PROBLEM DETAILS:
Look over the lines below. Report each one that includes the string "Debug".

DATA:
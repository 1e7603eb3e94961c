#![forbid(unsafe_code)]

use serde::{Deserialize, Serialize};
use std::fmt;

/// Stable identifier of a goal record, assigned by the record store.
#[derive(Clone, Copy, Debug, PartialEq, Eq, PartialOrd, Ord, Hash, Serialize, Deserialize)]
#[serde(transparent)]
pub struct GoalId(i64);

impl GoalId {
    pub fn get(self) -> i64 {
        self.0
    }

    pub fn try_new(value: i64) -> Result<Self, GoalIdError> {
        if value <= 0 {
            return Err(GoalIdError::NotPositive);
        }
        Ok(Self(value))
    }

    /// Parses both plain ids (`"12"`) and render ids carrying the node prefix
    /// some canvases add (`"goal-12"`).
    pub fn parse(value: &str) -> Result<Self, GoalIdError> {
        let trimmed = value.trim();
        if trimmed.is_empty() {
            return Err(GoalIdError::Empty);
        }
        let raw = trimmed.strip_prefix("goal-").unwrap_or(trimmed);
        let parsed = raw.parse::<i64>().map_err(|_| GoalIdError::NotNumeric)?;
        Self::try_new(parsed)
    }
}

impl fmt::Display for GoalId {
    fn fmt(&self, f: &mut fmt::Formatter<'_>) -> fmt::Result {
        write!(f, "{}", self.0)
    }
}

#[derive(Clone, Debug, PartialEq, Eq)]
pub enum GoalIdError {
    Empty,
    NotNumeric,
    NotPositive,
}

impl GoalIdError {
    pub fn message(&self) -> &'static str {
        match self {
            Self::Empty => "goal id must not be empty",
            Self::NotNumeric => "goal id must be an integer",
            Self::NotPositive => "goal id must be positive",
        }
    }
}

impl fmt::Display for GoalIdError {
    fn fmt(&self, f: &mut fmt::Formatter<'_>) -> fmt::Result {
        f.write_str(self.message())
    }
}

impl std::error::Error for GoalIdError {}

---

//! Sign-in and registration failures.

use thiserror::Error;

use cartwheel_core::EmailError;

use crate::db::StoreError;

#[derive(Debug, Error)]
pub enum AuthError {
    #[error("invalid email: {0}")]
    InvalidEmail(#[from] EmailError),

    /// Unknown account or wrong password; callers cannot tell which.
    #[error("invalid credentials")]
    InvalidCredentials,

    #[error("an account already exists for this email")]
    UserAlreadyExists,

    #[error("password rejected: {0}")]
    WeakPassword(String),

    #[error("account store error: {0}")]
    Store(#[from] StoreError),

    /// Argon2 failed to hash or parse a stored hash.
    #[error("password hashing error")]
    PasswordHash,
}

---

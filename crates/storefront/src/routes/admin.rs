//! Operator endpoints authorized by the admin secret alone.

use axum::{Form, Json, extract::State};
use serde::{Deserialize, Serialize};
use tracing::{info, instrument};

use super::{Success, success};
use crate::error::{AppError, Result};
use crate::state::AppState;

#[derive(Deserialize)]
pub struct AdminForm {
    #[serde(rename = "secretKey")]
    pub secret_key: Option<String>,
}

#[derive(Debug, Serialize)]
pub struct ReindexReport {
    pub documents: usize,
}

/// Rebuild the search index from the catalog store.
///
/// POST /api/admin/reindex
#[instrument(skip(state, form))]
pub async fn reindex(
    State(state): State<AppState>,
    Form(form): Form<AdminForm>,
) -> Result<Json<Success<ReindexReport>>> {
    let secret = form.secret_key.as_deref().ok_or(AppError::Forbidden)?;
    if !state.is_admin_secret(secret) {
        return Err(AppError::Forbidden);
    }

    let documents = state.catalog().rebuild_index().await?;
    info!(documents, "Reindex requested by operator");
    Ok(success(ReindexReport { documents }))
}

WRITTEN ANSWER:
#[derive(Clone, Copy, Debug, PartialEq, Eq, PartialOrd, Ord, Hash, Serialize, Deserialize)]
#[derive(Clone, Debug, PartialEq, Eq)]
#[derive(Debug, Error)]
#[derive(Debug, Serialize)]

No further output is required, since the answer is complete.